Entries taken from a collection:
-------
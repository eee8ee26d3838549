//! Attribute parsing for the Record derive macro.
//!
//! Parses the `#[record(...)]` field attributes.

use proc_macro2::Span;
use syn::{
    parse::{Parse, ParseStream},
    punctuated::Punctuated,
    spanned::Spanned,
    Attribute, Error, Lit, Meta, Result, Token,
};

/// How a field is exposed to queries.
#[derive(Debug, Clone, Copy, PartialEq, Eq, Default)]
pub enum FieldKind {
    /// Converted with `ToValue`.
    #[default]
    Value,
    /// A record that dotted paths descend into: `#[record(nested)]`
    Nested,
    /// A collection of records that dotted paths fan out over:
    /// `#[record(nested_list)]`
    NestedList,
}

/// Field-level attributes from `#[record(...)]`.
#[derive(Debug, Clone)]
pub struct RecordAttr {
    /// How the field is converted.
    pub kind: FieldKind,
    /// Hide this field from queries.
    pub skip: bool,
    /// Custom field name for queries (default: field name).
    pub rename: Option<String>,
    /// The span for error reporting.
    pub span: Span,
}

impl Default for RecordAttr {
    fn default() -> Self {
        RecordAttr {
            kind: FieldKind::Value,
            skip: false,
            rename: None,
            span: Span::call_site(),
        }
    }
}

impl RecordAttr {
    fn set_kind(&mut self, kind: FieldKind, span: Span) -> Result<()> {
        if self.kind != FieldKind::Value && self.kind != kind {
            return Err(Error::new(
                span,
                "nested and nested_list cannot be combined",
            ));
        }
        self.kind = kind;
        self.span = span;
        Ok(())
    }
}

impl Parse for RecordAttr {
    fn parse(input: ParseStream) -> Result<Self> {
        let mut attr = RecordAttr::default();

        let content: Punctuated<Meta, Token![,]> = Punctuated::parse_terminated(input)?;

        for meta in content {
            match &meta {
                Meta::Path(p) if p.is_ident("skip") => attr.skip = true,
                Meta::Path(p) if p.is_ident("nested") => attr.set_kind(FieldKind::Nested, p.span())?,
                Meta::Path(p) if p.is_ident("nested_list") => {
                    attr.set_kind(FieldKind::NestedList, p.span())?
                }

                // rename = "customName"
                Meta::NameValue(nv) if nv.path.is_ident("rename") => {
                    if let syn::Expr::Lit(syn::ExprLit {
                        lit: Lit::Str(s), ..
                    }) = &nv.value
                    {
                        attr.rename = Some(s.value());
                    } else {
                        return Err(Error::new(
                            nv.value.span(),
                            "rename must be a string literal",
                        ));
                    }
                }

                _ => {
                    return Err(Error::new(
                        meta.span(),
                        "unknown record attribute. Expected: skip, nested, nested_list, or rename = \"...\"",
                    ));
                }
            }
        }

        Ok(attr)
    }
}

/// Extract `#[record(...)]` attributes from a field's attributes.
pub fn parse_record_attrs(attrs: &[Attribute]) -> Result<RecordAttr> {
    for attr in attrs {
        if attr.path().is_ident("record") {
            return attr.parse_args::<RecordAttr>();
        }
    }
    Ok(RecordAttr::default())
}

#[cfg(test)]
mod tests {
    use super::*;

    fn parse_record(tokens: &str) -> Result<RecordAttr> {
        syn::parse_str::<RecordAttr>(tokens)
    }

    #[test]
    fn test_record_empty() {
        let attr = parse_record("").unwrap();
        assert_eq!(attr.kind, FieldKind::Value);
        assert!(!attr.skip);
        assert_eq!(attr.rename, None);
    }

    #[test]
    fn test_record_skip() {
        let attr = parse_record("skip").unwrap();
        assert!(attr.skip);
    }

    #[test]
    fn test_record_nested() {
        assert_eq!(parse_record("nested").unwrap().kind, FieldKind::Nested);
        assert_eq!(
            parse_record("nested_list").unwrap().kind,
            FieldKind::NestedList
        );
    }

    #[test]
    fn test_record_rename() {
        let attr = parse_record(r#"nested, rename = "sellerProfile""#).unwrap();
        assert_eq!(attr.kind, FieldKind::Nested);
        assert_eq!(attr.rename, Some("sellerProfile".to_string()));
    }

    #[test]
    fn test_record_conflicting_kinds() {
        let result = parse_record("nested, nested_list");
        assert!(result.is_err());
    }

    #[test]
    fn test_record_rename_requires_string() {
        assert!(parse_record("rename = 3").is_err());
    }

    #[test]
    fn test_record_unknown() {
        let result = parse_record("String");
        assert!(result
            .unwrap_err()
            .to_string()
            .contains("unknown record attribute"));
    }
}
-------
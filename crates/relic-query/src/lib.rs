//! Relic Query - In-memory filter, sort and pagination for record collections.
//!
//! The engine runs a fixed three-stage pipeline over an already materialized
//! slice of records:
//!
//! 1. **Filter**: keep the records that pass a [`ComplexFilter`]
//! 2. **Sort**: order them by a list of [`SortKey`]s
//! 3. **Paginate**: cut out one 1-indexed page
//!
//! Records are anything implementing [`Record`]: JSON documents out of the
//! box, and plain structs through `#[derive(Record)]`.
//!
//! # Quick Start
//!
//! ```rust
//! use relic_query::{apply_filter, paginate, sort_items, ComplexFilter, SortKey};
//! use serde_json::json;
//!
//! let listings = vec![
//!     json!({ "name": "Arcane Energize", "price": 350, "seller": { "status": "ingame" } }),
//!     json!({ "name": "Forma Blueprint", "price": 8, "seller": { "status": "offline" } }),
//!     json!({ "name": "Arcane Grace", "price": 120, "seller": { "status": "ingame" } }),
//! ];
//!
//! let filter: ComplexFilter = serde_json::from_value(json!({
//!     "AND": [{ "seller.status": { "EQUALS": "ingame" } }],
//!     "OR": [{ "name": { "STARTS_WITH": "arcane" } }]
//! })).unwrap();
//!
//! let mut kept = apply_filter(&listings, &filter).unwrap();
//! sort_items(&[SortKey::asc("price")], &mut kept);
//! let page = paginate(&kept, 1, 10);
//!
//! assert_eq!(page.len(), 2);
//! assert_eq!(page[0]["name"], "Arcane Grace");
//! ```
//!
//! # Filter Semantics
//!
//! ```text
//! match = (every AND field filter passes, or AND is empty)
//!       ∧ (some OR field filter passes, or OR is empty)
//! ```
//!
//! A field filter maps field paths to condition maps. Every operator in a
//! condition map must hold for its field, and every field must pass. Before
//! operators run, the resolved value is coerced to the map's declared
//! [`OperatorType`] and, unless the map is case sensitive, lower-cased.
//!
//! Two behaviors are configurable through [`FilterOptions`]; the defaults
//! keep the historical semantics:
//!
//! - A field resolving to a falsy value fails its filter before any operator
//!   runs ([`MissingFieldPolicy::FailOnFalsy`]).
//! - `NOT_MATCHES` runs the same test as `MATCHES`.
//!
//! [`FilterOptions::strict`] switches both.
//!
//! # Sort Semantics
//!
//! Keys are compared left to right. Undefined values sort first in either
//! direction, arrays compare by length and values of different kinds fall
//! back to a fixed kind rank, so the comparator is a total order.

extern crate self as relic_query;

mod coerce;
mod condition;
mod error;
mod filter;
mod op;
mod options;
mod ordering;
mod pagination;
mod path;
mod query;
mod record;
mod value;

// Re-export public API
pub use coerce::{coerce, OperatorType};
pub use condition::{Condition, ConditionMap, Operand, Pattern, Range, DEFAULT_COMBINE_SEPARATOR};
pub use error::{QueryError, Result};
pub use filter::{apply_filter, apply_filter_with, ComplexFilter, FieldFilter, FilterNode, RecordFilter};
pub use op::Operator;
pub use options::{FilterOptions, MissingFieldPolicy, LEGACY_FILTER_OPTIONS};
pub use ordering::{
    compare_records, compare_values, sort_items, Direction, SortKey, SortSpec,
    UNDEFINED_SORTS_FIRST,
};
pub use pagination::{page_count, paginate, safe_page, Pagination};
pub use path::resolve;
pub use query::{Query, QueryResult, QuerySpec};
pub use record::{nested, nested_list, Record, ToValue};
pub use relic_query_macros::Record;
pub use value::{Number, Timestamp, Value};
-------
What is required:
Which of the lines above include the string "attrs"? Pick them out and copy them.

Answer to this exercise:
pub fn parse_record_attrs(attrs: &[Attribute]) -> Result<RecordAttr> {
    for attr in attrs {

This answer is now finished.